Editor's Note: Gordon Getty is a funder of SFCV.
Composer Gordon Getty has never made a secret of his love for the music of the 19th Century. But the 20th Century is no minor influence on the 80-year-old Getty, whose choral and chamber works are being performed during the 10-day Festival Del Sole summer music festival in Napa, which runs July 17-26.
On July 18 at the Festival Del Sole, five of Getty's choral works will be performed with the Russian National Orchestra. The choral pieces are paired with Beethoven's Ninth Symphony, under the baton of James Gaffigan. All five Getty choral works to be performed with the RNO were inspired by poetry, with dance as an underlying theme. Included is "There Was A Naughty Boy" a work Getty wrote for chamber orchestra and chorus set to a poem of the same name by John Keats. Also to be performed is music set to John Masefield's poem "Ballet Russe."
Like many composers with a taste for choral music Getty has been deeply influenced by the legendary singer Robert Shaw. But it is another seminal figure from the 20th Century that looms large for Getty: Fred Waring. It was the popular music that Waring and his ensemble — called the Pennsylvanians — performed that may have had a bigger influence on Getty than Beethoven and Schubert.
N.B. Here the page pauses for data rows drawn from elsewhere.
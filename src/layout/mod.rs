mod connectors;
mod crossing;
mod family;
mod generation;
mod graph;
mod ordering;
mod position;
mod spanning;
mod text;
pub(crate) mod types;
mod width;
pub use types::*;

use std::collections::BTreeMap;

use tracing::{debug, warn};

use crate::config::LayoutConfig;
use crate::ir::People;
use connectors::{Boxes, couple_links, family_connectors};
use crossing::CrossingMinimizer;
use family::extract_families;
use generation::assign_generations;
use graph::FamilyGraph;
use ordering::initial_order;
use position::PositionAssigner;
use spanning::build_spanning_tree;
use width::WidthCalculator;

/// Lays out a person graph as generation rows. Total over any input: every
/// person gets exactly one position, and identical input gives identical
/// output.
pub fn compute_layout(people: &People, config: &LayoutConfig) -> Layout {
    let graph = FamilyGraph::new(people);
    if graph.is_empty() {
        return Layout {
            width: config.margin * 2.0,
            height: config.margin * 2.0,
            node_height: config.node_height,
            ..Layout::default()
        };
    }

    let generations = assign_generations(&graph);
    debug!(
        people = graph.len(),
        generations = generations.count(),
        components = generations.roots.len(),
        "assigned generations"
    );

    let families = extract_families(&graph, &generations.of);
    let tree = build_spanning_tree(&graph, &generations.roots, &families);
    let skipped = (0..graph.len())
        .filter(|&pid| {
            tree.layout_parent[pid]
                .is_some_and(|parent| generations.of[parent] + 1 != generations.of[pid])
        })
        .count();
    if skipped > 0 {
        warn!(count = skipped, "layout parents outside the row directly above their child");
    }
    debug!(families = families.len(), "built spanning tree");

    let mut order = initial_order(&graph, &generations, &tree);
    let report = CrossingMinimizer {
        graph: &graph,
        generations: &generations.of,
        tree: &tree,
        families: &families,
        config: &config.ordering,
    }
    .run(&mut order);

    let node_widths = text::node_widths(&graph, config);
    let group_widths = WidthCalculator::new(
        &graph,
        &generations.of,
        &tree,
        &order,
        &node_widths,
        config,
    )
    .compute_all();

    let placement = PositionAssigner {
        graph: &graph,
        generations: &generations.of,
        tree: &tree,
        order: &order,
        node_widths: &node_widths,
        group_widths: &group_widths,
        config,
    }
    .run();
    debug!(roots = placement.roots.len(), "placed all people");

    let mut xs = placement.x;
    let ys: Vec<f32> = generations
        .of
        .iter()
        .map(|&generation| config.row_center(generation))
        .collect();
    let half_height = config.node_height / 2.0;
    let mut min_x = f32::INFINITY;
    let mut max_x = f32::NEG_INFINITY;
    let mut max_y = 0.0f32;
    for pid in 0..graph.len() {
        min_x = min_x.min(xs[pid] - node_widths[pid] / 2.0);
        max_x = max_x.max(xs[pid] + node_widths[pid] / 2.0);
        max_y = max_y.max(ys[pid] + half_height);
    }
    if min_x < config.margin {
        let shift = config.margin - min_x;
        for x in &mut xs {
            *x += shift;
        }
        max_x += shift;
    }

    let boxes = Boxes {
        x: &xs,
        y: &ys,
        width: &node_widths,
    };
    let couples = couple_links(&graph, &boxes);
    let connectors = family_connectors(&graph, &generations.of, &families, &boxes, config);

    let positions: BTreeMap<String, PersonLayout> = (0..graph.len())
        .map(|pid| {
            let id = graph.id(pid).to_string();
            let person = PersonLayout {
                id: id.clone(),
                x: xs[pid],
                y: ys[pid],
                width: node_widths[pid],
                generation: generations.of[pid],
                layout_parent: tree.layout_parent[pid].map(|parent| graph.id(parent).to_string()),
                subtree_width: group_widths[pid],
            };
            (id, person)
        })
        .collect();

    let names = |list: &[usize]| -> Vec<String> {
        list.iter().map(|&pid| graph.id(pid).to_string()).collect()
    };
    let families_out = families
        .iter()
        .map(|family| FamilyUnit {
            parents: names(&family.parents),
            children: names(&family.children),
            generation: family.generation,
        })
        .collect();
    let roots = placement
        .roots
        .iter()
        .map(|root| LayoutRoot {
            members: names(&root.members),
            generation: root.generation,
            main: root.main,
            bridge: root.bridge.map(|pid| graph.id(pid).to_string()),
        })
        .collect();

    Layout {
        positions,
        families: families_out,
        couples,
        connectors,
        roots,
        width: max_x + config.margin,
        height: max_y + config.margin,
        node_height: config.node_height,
        stats: LayoutStats {
            generations: generations.count(),
            crossings_initial: report.initial.iter().sum(),
            crossings_final: report.refined.iter().sum(),
            row_pairs: report
                .initial
                .iter()
                .zip(&report.refined)
                .enumerate()
                .map(|(top, (&initial, &refined))| RowPairCrossings {
                    top,
                    initial,
                    refined,
                })
                .collect(),
        },
    }
}
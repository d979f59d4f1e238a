fn main() {
    if let Err(err) = sippschaft_layout::run() {
        eprintln!("error: {err:#}");
        std::process::exit(1);
    }
}
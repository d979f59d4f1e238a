use crate::config::load_config;
use crate::layout::compute_layout;
use crate::layout_dump::{LayoutDump, layout_tsv, write_layout_dump};
use crate::parser::parse_people;
use anyhow::{Context, Result};
use clap::{Parser, ValueEnum};
use std::io::{self, Read, Write};
use std::path::{Path, PathBuf};
use tracing::debug;
use tracing_subscriber::{EnvFilter, prelude::*};

#[derive(Parser, Debug)]
#[command(name = "sippschaft", version, about = "Generation-row layout for family trees")]
pub struct Args {
    /// Person graph (JSON object keyed by id, or an array) or '-' for stdin
    #[arg(short = 'i', long = "input")]
    pub input: Option<PathBuf>,

    /// Output file. Defaults to stdout.
    #[arg(short = 'o', long = "output")]
    pub output: Option<PathBuf>,

    /// Output format
    #[arg(short = 'f', long = "format", value_enum, default_value = "json")]
    pub format: OutputFormat,

    /// Layout config JSON file
    #[arg(short = 'c', long = "configFile")]
    pub config: Option<PathBuf>,

    /// Measure labels with installed fonts instead of the built-in table
    #[arg(long = "system-fonts")]
    pub system_fonts: bool,

    /// Size every box to its own label instead of the widest one
    #[arg(long = "per-node-width")]
    pub per_node_width: bool,
}

#[derive(ValueEnum, Debug, Clone, Copy, PartialEq, Eq)]
pub enum OutputFormat {
    Json,
    Tsv,
}

pub fn run() -> Result<()> {
    let args = Args::parse();
    tracing_subscriber::registry()
        .with(tracing_subscriber::fmt::layer().with_writer(io::stderr))
        .with(EnvFilter::from_default_env())
        .init();

    let mut config = load_config(args.config.as_deref())?;
    if args.system_fonts {
        config.layout.fast_text_metrics = false;
    }
    if args.per_node_width {
        config.layout.uniform_node_width = false;
    }

    let input = read_input(args.input.as_deref())?;
    let people = parse_people(&input)?;
    debug!(people = people.len(), "parsed person graph");
    let layout = compute_layout(&people, &config.layout);

    match (args.format, args.output.as_deref()) {
        (OutputFormat::Json, Some(path)) => write_layout_dump(path, &layout, &people)
            .with_context(|| format!("failed to write {}", path.display()))?,
        (OutputFormat::Json, None) => {
            let dump = LayoutDump::from_layout(&layout, &people);
            let json = serde_json::to_string_pretty(&dump)?;
            write_stdout(&json)?;
        }
        (OutputFormat::Tsv, Some(path)) => std::fs::write(path, layout_tsv(&layout))
            .with_context(|| format!("failed to write {}", path.display()))?,
        (OutputFormat::Tsv, None) => write_stdout(&layout_tsv(&layout))?,
    }
    Ok(())
}

fn read_input(path: Option<&Path>) -> Result<String> {
    if let Some(path) = path
        && path != Path::new("-")
    {
        return std::fs::read_to_string(path)
            .with_context(|| format!("failed to read {}", path.display()));
    }
    let mut buf = String::new();
    io::stdin().read_to_string(&mut buf)?;
    Ok(buf)
}

fn write_stdout(text: &str) -> Result<()> {
    let mut stdout = io::stdout().lock();
    stdout.write_all(text.as_bytes())?;
    if !text.ends_with('\n') {
        stdout.write_all(b"\n")?;
    }
    Ok(())
}
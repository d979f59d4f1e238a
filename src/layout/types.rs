use std::collections::BTreeMap;

use serde::Serialize;

/// Final placement of one person. `x`/`y` are the node centre.
#[derive(Debug, Clone, PartialEq, Serialize)]
pub struct PersonLayout {
    pub id: String,
    pub x: f32,
    pub y: f32,
    pub width: f32,
    pub generation: usize,
    pub layout_parent: Option<String>,
    /// Footprint of the person's couple block plus all layout descendants.
    pub subtree_width: f32,
}

impl PersonLayout {
    pub fn left(&self) -> f32 {
        self.x - self.width / 2.0
    }

    pub fn right(&self) -> f32 {
        self.x + self.width / 2.0
    }
}

/// A parent set with its children, ordered by birth.
#[derive(Debug, Clone, PartialEq, Serialize)]
pub struct FamilyUnit {
    pub parents: Vec<String>,
    pub children: Vec<String>,
    pub generation: usize,
}

impl FamilyUnit {
    pub fn key(&self) -> String {
        self.parents.join("+")
    }
}

#[derive(Debug, Clone, Copy, PartialEq, Eq, Serialize)]
#[serde(rename_all = "snake_case")]
pub enum PartnerKind {
    Spouse,
    CoParent,
}

/// Horizontal line between two partners' facing box edges.
#[derive(Debug, Clone, PartialEq, Serialize)]
pub struct CoupleLink {
    pub a: String,
    pub b: String,
    pub kind: PartnerKind,
    pub y: f32,
    pub x1: f32,
    pub x2: f32,
}

#[derive(Debug, Clone, PartialEq, Serialize)]
pub struct ChildDrop {
    pub child: String,
    pub x: f32,
    pub y_top: f32,
}

/// Routing hint for one family: a vertical from the parents' junction down
/// to a horizontal bar, then one drop per child.
#[derive(Debug, Clone, PartialEq, Serialize)]
pub struct FamilyConnector {
    pub parents: Vec<String>,
    pub junction: (f32, f32),
    pub bar_y: f32,
    pub bar_x1: f32,
    pub bar_x2: f32,
    pub drops: Vec<ChildDrop>,
}

#[derive(Debug, Clone, PartialEq, Serialize)]
pub struct LayoutRoot {
    pub members: Vec<String>,
    pub generation: usize,
    pub main: bool,
    /// First already-placed descendant that ties a satellite to the main tree.
    pub bridge: Option<String>,
}

/// Crossings between rows `top` and `top + 1`.
#[derive(Debug, Clone, Copy, Default, PartialEq, Eq, Serialize)]
pub struct RowPairCrossings {
    pub top: usize,
    pub initial: usize,
    pub refined: usize,
}

#[derive(Debug, Clone, Default, PartialEq, Eq, Serialize)]
pub struct LayoutStats {
    pub generations: usize,
    pub crossings_initial: usize,
    pub crossings_final: usize,
    pub row_pairs: Vec<RowPairCrossings>,
}

#[derive(Debug, Clone, Default, Serialize)]
pub struct Layout {
    pub positions: BTreeMap<String, PersonLayout>,
    pub families: Vec<FamilyUnit>,
    pub couples: Vec<CoupleLink>,
    pub connectors: Vec<FamilyConnector>,
    pub roots: Vec<LayoutRoot>,
    pub width: f32,
    pub height: f32,
    pub node_height: f32,
    pub stats: LayoutStats,
}

impl Layout {
    pub fn main_root(&self) -> Option<&LayoutRoot> {
        self.roots.iter().find(|root| root.main)
    }

    pub fn satellites(&self) -> impl Iterator<Item = &LayoutRoot> {
        self.roots.iter().filter(|root| !root.main)
    }
}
And that influence was communicated to Getty — the son of oil baron J. Paul Getty — via that eminently 20th Century device, the radio.
Getty listened to Waring's weekly broadcasts as child and teen. The bandleader, who died in 1984, was a college dropout and somewhat of an eccentric whose career included being the financial backer of the eponymous Waring Blender.
His career began in the 1920s and he later recruited Robert Shaw to train singers when he added a choral element to his ensemble. During the 1940s and 50s the group produced a series of hits that included "White Christmas" and Smoke Gets in Your Eyes." His arrangements of popular music were often scored for voice and mixed chorus with orchestral accompaniment. The popularity of the ensemble expanded into television in the 1950s. Waring was so popular he earned the moniker "The Man Who Taught America To Sing."
He may have taught Getty a thing or two about choral arranging and composing. "When I was a little boy and listening to the radio in the 1940s and 50s, I was deeply moved by Waring and his Pennsylvanians. In my mind there is a lot of Fred Waring in the way I write certain choral works." - Gordon Getty
"When I was a little boy and listening to the radio in the 1940s and 50s, I was deeply moved by Waring and his Pennsylvanians," said Getty. "In my mind there is a lot of Fred Waring in the way I write certain choral works."
For Getty, popular music is no factor. Instead, it is poetry that is most fundamental. Getty believes a composer only needs nominal accompaniment when setting poetry to music.
"I think logically. If you have a poem to set to music all you have to do is get out of its way," Getty said.
He also believes he has learned a lot since he composed "All Along the Valley," for a capella chorus, in 1959, and since the Waring's broadcasts on radio and television.
"I'm the same composer — except that now I'm a little more practical," he said. "I leave a lot less to the audience's imagination than I used to."
The choral works are not the only works of Getty's that will be performed at the festival. On July 26, Matt Haimovitz and his ensemble Uccello will perform Luna Pearl Wolff's "Angel Heart," with original text by Cornelia Funke. That work will see short chamber pieces by Getty and other composers interwoven into Woolf's work.